Airport serving Wuhu, Anhui, China

Wuhu Xuanzhou Airport is an airport built to replace the commercial airline service of the old Wuhu Wanli Airport, and serves the cities of Wuhu and Xuancheng in Anhui Province, China. The airport is located in Wanzhi Town, Wanzhi District, about 48 km from downtown Wuhu City and 30 km from downtown Xuancheng. It began in June 2012, and it took four years to select the airport site from the original ten candidates. It received approval from the national government in 2016.
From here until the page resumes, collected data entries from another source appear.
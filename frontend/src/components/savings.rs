use web_sys::HtmlFormElement;
use yew::prelude::*;

use super::goal_list::GoalList;
use super::{form_field, form_values, panel_classes};
use crate::coordinator::forms::SavingsForm;
use crate::coordinator::state::Tab;
use crate::coordinator::view_models::{GoalListView, SavingsListView};
use crate::coordinator::EntityKind;
use crate::hooks::use_view_coordinator::{CoordinatorHandle, FormReset};

#[derive(Properties, PartialEq)]
pub struct SavingsPanelProps {
    pub active: bool,
    pub coordinator: CoordinatorHandle,
    pub list: Option<SavingsListView>,
    pub form: FormReset,
    pub goal_controls: bool,
    pub goals: Option<GoalListView>,
}

#[function_component(SavingsPanel)]
pub fn savings_panel(props: &SavingsPanelProps) -> Html {
    html! {
        <section id={Tab::Savings.panel_id()} class={panel_classes(props.active)}>
            <div class="savings-layout">
                <div class="savings-column">
                    <SavingsEntryForm
                        key={props.form.generation.to_string()}
                        coordinator={props.coordinator.clone()}
                        default_date={props.form.date.clone()}
                    />
                    <SavingsList coordinator={props.coordinator.clone()} list={props.list.clone()} />
                </div>
                <div class="goals-column">
                    <GoalList
                        coordinator={props.coordinator.clone()}
                        controls_enabled={props.goal_controls}
                        goals={props.goals.clone()}
                    />
                </div>
            </div>
        </section>
    }
}

#[derive(Properties, PartialEq)]
struct SavingsEntryFormProps {
    coordinator: CoordinatorHandle,
    default_date: String,
}

#[function_component(SavingsEntryForm)]
fn savings_entry_form(props: &SavingsEntryFormProps) -> Html {
    let onsubmit = {
        let coordinator = props.coordinator.clone();
        Callback::from(move |e: SubmitEvent| {
            e.prevent_default();
            let form: HtmlFormElement = e.target_unchecked_into();
            let Some(data) = form_values(&form) else {
                return;
            };

            let entry = SavingsForm {
                date: form_field(&data, "date"),
                amount: form_field(&data, "amount"),
                description: form_field(&data, "description"),
            };
            coordinator.spawn(move |c| async move { c.submit_savings(entry).await });
        })
    };

    html! {
        <form class="card savings-form" {onsubmit}>
            <h2>{"Record Savings"}</h2>
            <div class="form-row">
                <div class="form-group">
                    <label for="savings-date">{"Date"}</label>
                    <input type="date" id="savings-date" name="date" value={props.default_date.clone()} required=true />
                </div>
                <div class="form-group">
                    <label for="savings-amount">{"Amount"}</label>
                    <input type="number" id="savings-amount" name="amount" step="0.01" min="0" placeholder="0.00" required=true />
                </div>
            </div>
            <div class="form-group">
                <label for="savings-description">{"Description"}</label>
                <input type="text" id="savings-description" name="description" placeholder="Optional" />
            </div>
            <button type="submit" class="btn btn-primary">{"Add Savings"}</button>
        </form>
    }
}

#[derive(Properties, PartialEq)]
struct SavingsListProps {
    coordinator: CoordinatorHandle,
    list: Option<SavingsListView>,
}

#[function_component(SavingsList)]
fn savings_list(props: &SavingsListProps) -> Html {
    let Some(list) = &props.list else {
        return html! { <div class="card loading">{"Loading..."}</div> };
    };

    if list.rows.is_empty() {
        return html! {
            <div class="card empty-state">{SavingsListView::EMPTY_MESSAGE}</div>
        };
    }

    html! {
        <div class="card savings-list">
            {for list.rows.iter().map(|row| {
                let on_delete = {
                    let coordinator = props.coordinator.clone();
                    let id = row.id;
                    Callback::from(move |_: MouseEvent| {
                        coordinator.spawn(move |c| async move {
                            c.delete_entity(EntityKind::Savings, id).await
                        });
                    })
                };
                html! {
                    <div class="savings-item" key={row.id.to_string()}>
                        <div class="savings-info">
                            <span class="savings-amount">{&row.amount}</span>
                            <span class="savings-date">{&row.date}</span>
                            {if let Some(description) = &row.description {
                                html! { <span class="savings-description">{description}</span> }
                            } else {
                                html! {}
                            }}
                        </div>
                        <button type="button" class="btn btn-danger btn-small" onclick={on_delete}>
                            {"Delete"}
                        </button>
                    </div>
                }
            })}
        </div>
    }
}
The airport opened on 30 April 2021.

== History ==
In 1934 (the 23rd year of the Republic of China), more than 20,000 laborers were conscripted to Wanli, nine kilometers northeast of Wuhu, adjacent to the Beijing-Wuhu Highway (now the Nanjing-Wuhu Highway), to build Wuhu Airport (commonly known as "Wanli Airport"). The airport at that time was very rudimentary, with a runway only 1,000 meters long, suitable only for light propeller fighter planes to take off and land.

On October 5, 1937, the Japanese army launched a surprise attack on the Wanli military airport near Wuhu, destroying more than 10 aircraft and damaging the airport. On December 10, 1937, the Japanese Air Force occupied Wuhu Airport, and the Japanese army repaired and expanded the airport.

Starting from the 1950s, Wuhu Wanli Airport was used jointly by the military and civilians. In the 1990s, Wuhu Wanli Airport operated connecting flights between Wuhu and Beijing and Foshan.

In June 2012, Wuhu City and Xuancheng City launched the Wuhu-Xuancheng Civil Airport project. The project has a total investment of 2.096 billion yuan, a flight zone rating of 4C, a runway that is 2,800 meters long and 45 meters wide, and a parallel taxiway that is 1,477 meters long and 18 meters wide. Both the main and secondary landing directions are equipped with Category I precision approach systems. The apron has a total of 11 Category C aircraft stands, and the terminal building has an area of approximately 25,000 square meters.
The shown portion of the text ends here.